Well, was there? Do folk tales ever
preserve ‘genuine’ folk memories? As in,
historical truths? Here’s a man who
thought not.
This grim-but-dapper-looking gentleman is Fitzroy Richard Somerset, 4th Baron Raglan (1885-1964), amateur anthropologist and one-time President of the Folklore Society. In his 1936 book The Hero: A Study in Tradition, Myth and Drama, he provides a delightfully sceptical example of the way in which a tradition may become attached to a place:
1: ‘This house
dates from Elizabethan times, and since it lies close to the road which the
Virgin Queen must have taken when travelling from X to Y, it may well have been
visited by her.’
2: ‘This house
is said to have been visited by Queen Elizabeth on her way from X to Y.’
3: ‘The state
bedroom is over the entrance. It is this room which Queen Elizabeth probably
occupied when she broke her journey here on her way from X to Y.’
4: ‘According to
local tradition, the truth of which there is no reason to doubt, the bed in the
room over the entrance is that in which Queen Elizabeth slept when she stayed
here on her way from X to Y.’
This is very shrewd and funny. All
the same, any individual instance of such a story is going to be hard to kill,
because the Queen undoubtedly did spend the night in a great many different
English country houses, and absence of evidence is not evidence of absence. The
owner of the house, who takes pride in the story, will not want to listen to
Lord Raglan casting cold water. The owner wants to believe it.

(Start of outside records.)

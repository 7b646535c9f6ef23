use chrono::{DateTime, Utc};
use serde::{Deserialize, Serialize};
use strum::{AsRefStr, Display};
use uuid::Uuid;

/// Number of images in one carousel.
pub const CAROUSEL_SIZE: i32 = 9;

/// Only a single carousel per post is generated today.
pub const DEFAULT_CAROUSEL_INDEX: i32 = 1;

/// Composite key of a carousel image.
#[derive(Debug, Clone, Copy, PartialEq, Eq, Hash, Serialize, Deserialize)]
pub struct SlotKey {
    pub job_id: Uuid,
    pub carousel_index: i32,
    pub slot_index: i32,
}

impl SlotKey {
    pub fn new(job_id: Uuid, slot_index: i32) -> Self {
        Self {
            job_id,
            carousel_index: DEFAULT_CAROUSEL_INDEX,
            slot_index,
        }
    }

    /// Deterministic blob key, so a repeated upload overwrites instead of piling up.
    pub fn storage_key(&self, extension: &str) -> String {
        format!(
            "posts/{}/carousel-{}/slot-{}.{}",
            self.job_id, self.carousel_index, self.slot_index, extension
        )
    }
}

/// Where a slot sits in the carousel's narrative arc.
#[derive(Debug, Clone, Copy, PartialEq, Eq, Serialize, Deserialize, Display, AsRefStr)]
#[serde(rename_all = "snake_case")]
#[strum(serialize_all = "snake_case")]
pub enum NarrativeRole {
    Hook,
    Detail,
    CallToAction,
}

impl NarrativeRole {
    pub fn for_slot(slot_index: i32) -> Self {
        match slot_index {
            1 => Self::Hook,
            CAROUSEL_SIZE => Self::CallToAction,
            _ => Self::Detail,
        }
    }
}

/// Image prompt for one slot, produced by stage 1 and reused verbatim on retry.
#[derive(Debug, Clone, Serialize, Deserialize, PartialEq)]
pub struct ImagePrompt {
    pub slot_index: i32,
    pub role: NarrativeRole,
    pub prompt: String,
    pub alt_text: String,
}

/// A persisted carousel image.
#[derive(Debug, Clone, Serialize, Deserialize)]
pub struct CarouselImage {
    pub id: Uuid,
    pub job_id: Uuid,
    pub carousel_index: i32,
    pub slot_index: i32,
    pub url: String,
    pub storage_key: String,
    pub prompt: String,
    pub alt_text: String,
    pub content_type: String,
    pub created_at: DateTime<Utc>,
}

impl CarouselImage {
    pub fn key(&self) -> SlotKey {
        SlotKey {
            job_id: self.job_id,
            carousel_index: self.carousel_index,
            slot_index: self.slot_index,
        }
    }
}

/// Row to insert once an image has been uploaded.
#[derive(Debug, Clone)]
pub struct NewCarouselImage {
    pub key: SlotKey,
    pub url: String,
    pub storage_key: String,
    pub prompt: String,
    pub alt_text: String,
    pub content_type: String,
}

/// Slots of the carousel that have no persisted image.
pub fn missing_slots(images: &[CarouselImage], carousel_index: i32) -> Vec<i32> {
    (1..=CAROUSEL_SIZE)
        .filter(|slot| {
            !images
                .iter()
                .any(|img| img.carousel_index == carousel_index && img.slot_index == *slot)
        })
        .collect()
}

Stories grow in the telling, too.
Here’s another tale. A couple of years ago, BBC Radio 4 ran a series called ‘A
History of the World in 100 Objects’. It was organised and written by the
British Museum’s director Neil McGregor, and of course there was also a
book. Ranging from a 2 million year old
African handaxe to a modern solar powered Chinese lamp, McGregor used artifacts
in the British Museum as the focus for a hundred thoughtful essays on the cultures
and circumstances which produced them. Number 19 in the series is this.
It’s a gold cape, it dates from between 1900 to 1600 BC, and it was found near Mold in North Wales in 1833. Here’s how McGregor introduces it:
For the local
workmen, it must have seemed as if the old Welsh legends were true. They’d been
sent to quarry stone in a field known as Bryn yr Ellyllon, which translates as
the Fairies’ Hill or the Goblins’ Hill. Sightings of a ghostly boy, clad in gold, a glittering apparition in the
moonlight, had been reported frequently enough for travellers to avoid the hill
after dark. As the workmen dug into a large mound, they uncovered a stone-lined
grave. In it were hundreds of amber beads, several bronze fragments, and the
remains of a skeleton. And wrapped around the skeleton was a mysterious crushed
object – a large and finely decorated broken sheet of pure gold.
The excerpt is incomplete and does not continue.